Stored items
//! Trail tuning constants.
//!
//! Plain `f64`/`u32` constants with no runtime dependency. The thresholds in
//! [`motion`] and [`curves`] were tuned by eye; changing any of them changes
//! every generated trail.

/// Placement of the trail on the map canvas.
pub mod layout {
    /// X coordinate of the trail origin.
    pub const START_X: f64 = 100.0;
    /// Y coordinate of the trail origin.
    pub const BASE_Y: f64 = 250.0;
    /// Trail width at level 0.
    pub const BASE_WIDTH: f64 = 900.0;
    /// Extra width added per level.
    pub const WIDTH_PER_LEVEL: f64 = 120.0;
    /// Distance kept between the trail and the top/bottom of the viewport.
    pub const EDGE_MARGIN: f64 = 100.0;
    /// Blank space after the right-most point when sizing the map.
    pub const END_PADDING: f64 = 100.0;

    /// Horizontal distance from the origin to the final point.
    pub fn total_width(level: u32) -> f64 {
        BASE_WIDTH + level as f64 * WIDTH_PER_LEVEL
    }
}

/// Per-step movement of the trail head.
pub mod motion {
    /// Steps generated per level.
    pub const SEGMENTS_PER_LEVEL: u32 = 15;
    /// Minimum rightward move per step.
    pub const BASE_STEP: f64 = 10.0;
    /// Extra rightward move at full pull.
    pub const PULL_STEP: f64 = 20.0;
    /// Lag behind schedule (in x units) at which pull saturates.
    pub const PULL_WINDOW: f64 = 300.0;
    /// Scale of the vertical jitter per step.
    pub const VERTICAL_AMPLITUDE: f64 = 100.0;
    /// Scale of the vertical jitter on the final point.
    pub const FINAL_JITTER: f64 = 40.0;
}

/// Optional curve midpoints.
pub mod curves {
    pub const BASE_CHANCE: f64 = 0.15;
    pub const CHANCE_PER_LEVEL: f64 = 0.01;
    pub const MAX_CHANCE: f64 = 0.35;
    pub const BASE_DEPTH: f64 = 30.0;
    pub const DEPTH_PER_LEVEL: f64 = 2.0;
    pub const MAX_DEPTH: f64 = 80.0;
    /// Fraction of the step's x move at which the midpoint sits.
    pub const MIDPOINT_LEAD: f64 = 0.3;

    /// Probability-like threshold for inserting a midpoint, capped at [`MAX_CHANCE`].
    pub fn chance(level: u32) -> f64 {
        (BASE_CHANCE + level as f64 * CHANCE_PER_LEVEL).min(MAX_CHANCE)
    }

    /// Curve depth for a level, capped at [`MAX_DEPTH`].
    pub fn max_depth(level: u32) -> f64 {
        (BASE_DEPTH + level as f64 * DEPTH_PER_LEVEL).min(MAX_DEPTH)
    }
}

/// Noise sampling frequencies as `(step scale, seed scale)` pairs.
pub mod sampling {
    pub const JITTER_X: (f64, f64) = (0.05, 0.1);
    pub const JITTER_Y: (f64, f64) = (0.08, 0.1);
    /// Seed offset for the vertical jitter channel.
    pub const JITTER_Y_SEED_OFFSET: f64 = 100.0;
    pub const CURVE_GATE: (f64, f64) = (0.2, 0.3);
    pub const CURVE_INTENSITY: (f64, f64) = (0.4, 0.5);
    pub const CURVE_LIFT: (f64, f64) = (0.3, 0.2);
}

/// Map markers and level progression.
pub mod progress {
    /// XP for level `L` is `XP_FACTOR * L²`.
    pub const XP_FACTOR: u64 = 5;
    /// Levels between milestones.
    pub const MILESTONE_INTERVAL: u32 = 5;
    /// Milestones are shown this many levels past the current one.
    pub const MILESTONE_LOOKAHEAD: u32 = 5;
    /// Trail points between waypoint markers (and per level on the trail).
    pub const WAYPOINT_INTERVAL: usize = 15;
}

#[cfg(test)]
mod tests {
    use super::*;

    #[test]
    fn total_width_grows_per_level() {
        assert_eq!(layout::total_width(0), 900.0);
        assert_eq!(layout::total_width(1), 1020.0);
        assert_eq!(layout::total_width(10), 2100.0);
    }

    #[test]
    fn curve_chance_caps() {
        assert!((curves::chance(1) - 0.16).abs() < 1e-12);
        assert_eq!(curves::chance(25), curves::MAX_CHANCE);
        assert_eq!(curves::chance(500), curves::MAX_CHANCE);
    }

    #[test]
    fn curve_depth_caps() {
        assert_eq!(curves::max_depth(1), 32.0);
        assert_eq!(curves::max_depth(25), 80.0);
        assert_eq!(curves::max_depth(100), 80.0);
    }

    #[test]
    fn waypoint_interval_matches_segments() {
        assert_eq!(
            progress::WAYPOINT_INTERVAL,
            motion::SEGMENTS_PER_LEVEL as usize
        );
    }
}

PROBLEM TO WORK ON:
A word-for-word copy of the lines above from the one with "to the final point." through the one with "Levels between milestones.", inclusive, is the only output wanted.

ANSWER TO THE PROBLEM:
    /// Horizontal distance from the origin to the final point.
    pub fn total_width(level: u32) -> f64 {
        BASE_WIDTH + level as f64 * WIDTH_PER_LEVEL
    }
}

/// Per-step movement of the trail head.
pub mod motion {
    /// Steps generated per level.
    pub const SEGMENTS_PER_LEVEL: u32 = 15;
    /// Minimum rightward move per step.
    pub const BASE_STEP: f64 = 10.0;
    /// Extra rightward move at full pull.
    pub const PULL_STEP: f64 = 20.0;
    /// Lag behind schedule (in x units) at which pull saturates.
    pub const PULL_WINDOW: f64 = 300.0;
    /// Scale of the vertical jitter per step.
    pub const VERTICAL_AMPLITUDE: f64 = 100.0;
    /// Scale of the vertical jitter on the final point.
    pub const FINAL_JITTER: f64 = 40.0;
}

/// Optional curve midpoints.
pub mod curves {
    pub const BASE_CHANCE: f64 = 0.15;
    pub const CHANCE_PER_LEVEL: f64 = 0.01;
    pub const MAX_CHANCE: f64 = 0.35;
    pub const BASE_DEPTH: f64 = 30.0;
    pub const DEPTH_PER_LEVEL: f64 = 2.0;
    pub const MAX_DEPTH: f64 = 80.0;
    /// Fraction of the step's x move at which the midpoint sits.
    pub const MIDPOINT_LEAD: f64 = 0.3;

    /// Probability-like threshold for inserting a midpoint, capped at [`MAX_CHANCE`].
    pub fn chance(level: u32) -> f64 {
        (BASE_CHANCE + level as f64 * CHANCE_PER_LEVEL).min(MAX_CHANCE)
    }

    /// Curve depth for a level, capped at [`MAX_DEPTH`].
    pub fn max_depth(level: u32) -> f64 {
        (BASE_DEPTH + level as f64 * DEPTH_PER_LEVEL).min(MAX_DEPTH)
    }
}

/// Noise sampling frequencies as `(step scale, seed scale)` pairs.
pub mod sampling {
    pub const JITTER_X: (f64, f64) = (0.05, 0.1);
    pub const JITTER_Y: (f64, f64) = (0.08, 0.1);
    /// Seed offset for the vertical jitter channel.
    pub const JITTER_Y_SEED_OFFSET: f64 = 100.0;
    pub const CURVE_GATE: (f64, f64) = (0.2, 0.3);
    pub const CURVE_INTENSITY: (f64, f64) = (0.4, 0.5);
    pub const CURVE_LIFT: (f64, f64) = (0.3, 0.2);
}

/// Map markers and level progression.
pub mod progress {
    /// XP for level `L` is `XP_FACTOR * L²`.
    pub const XP_FACTOR: u64 = 5;
    /// Levels between milestones.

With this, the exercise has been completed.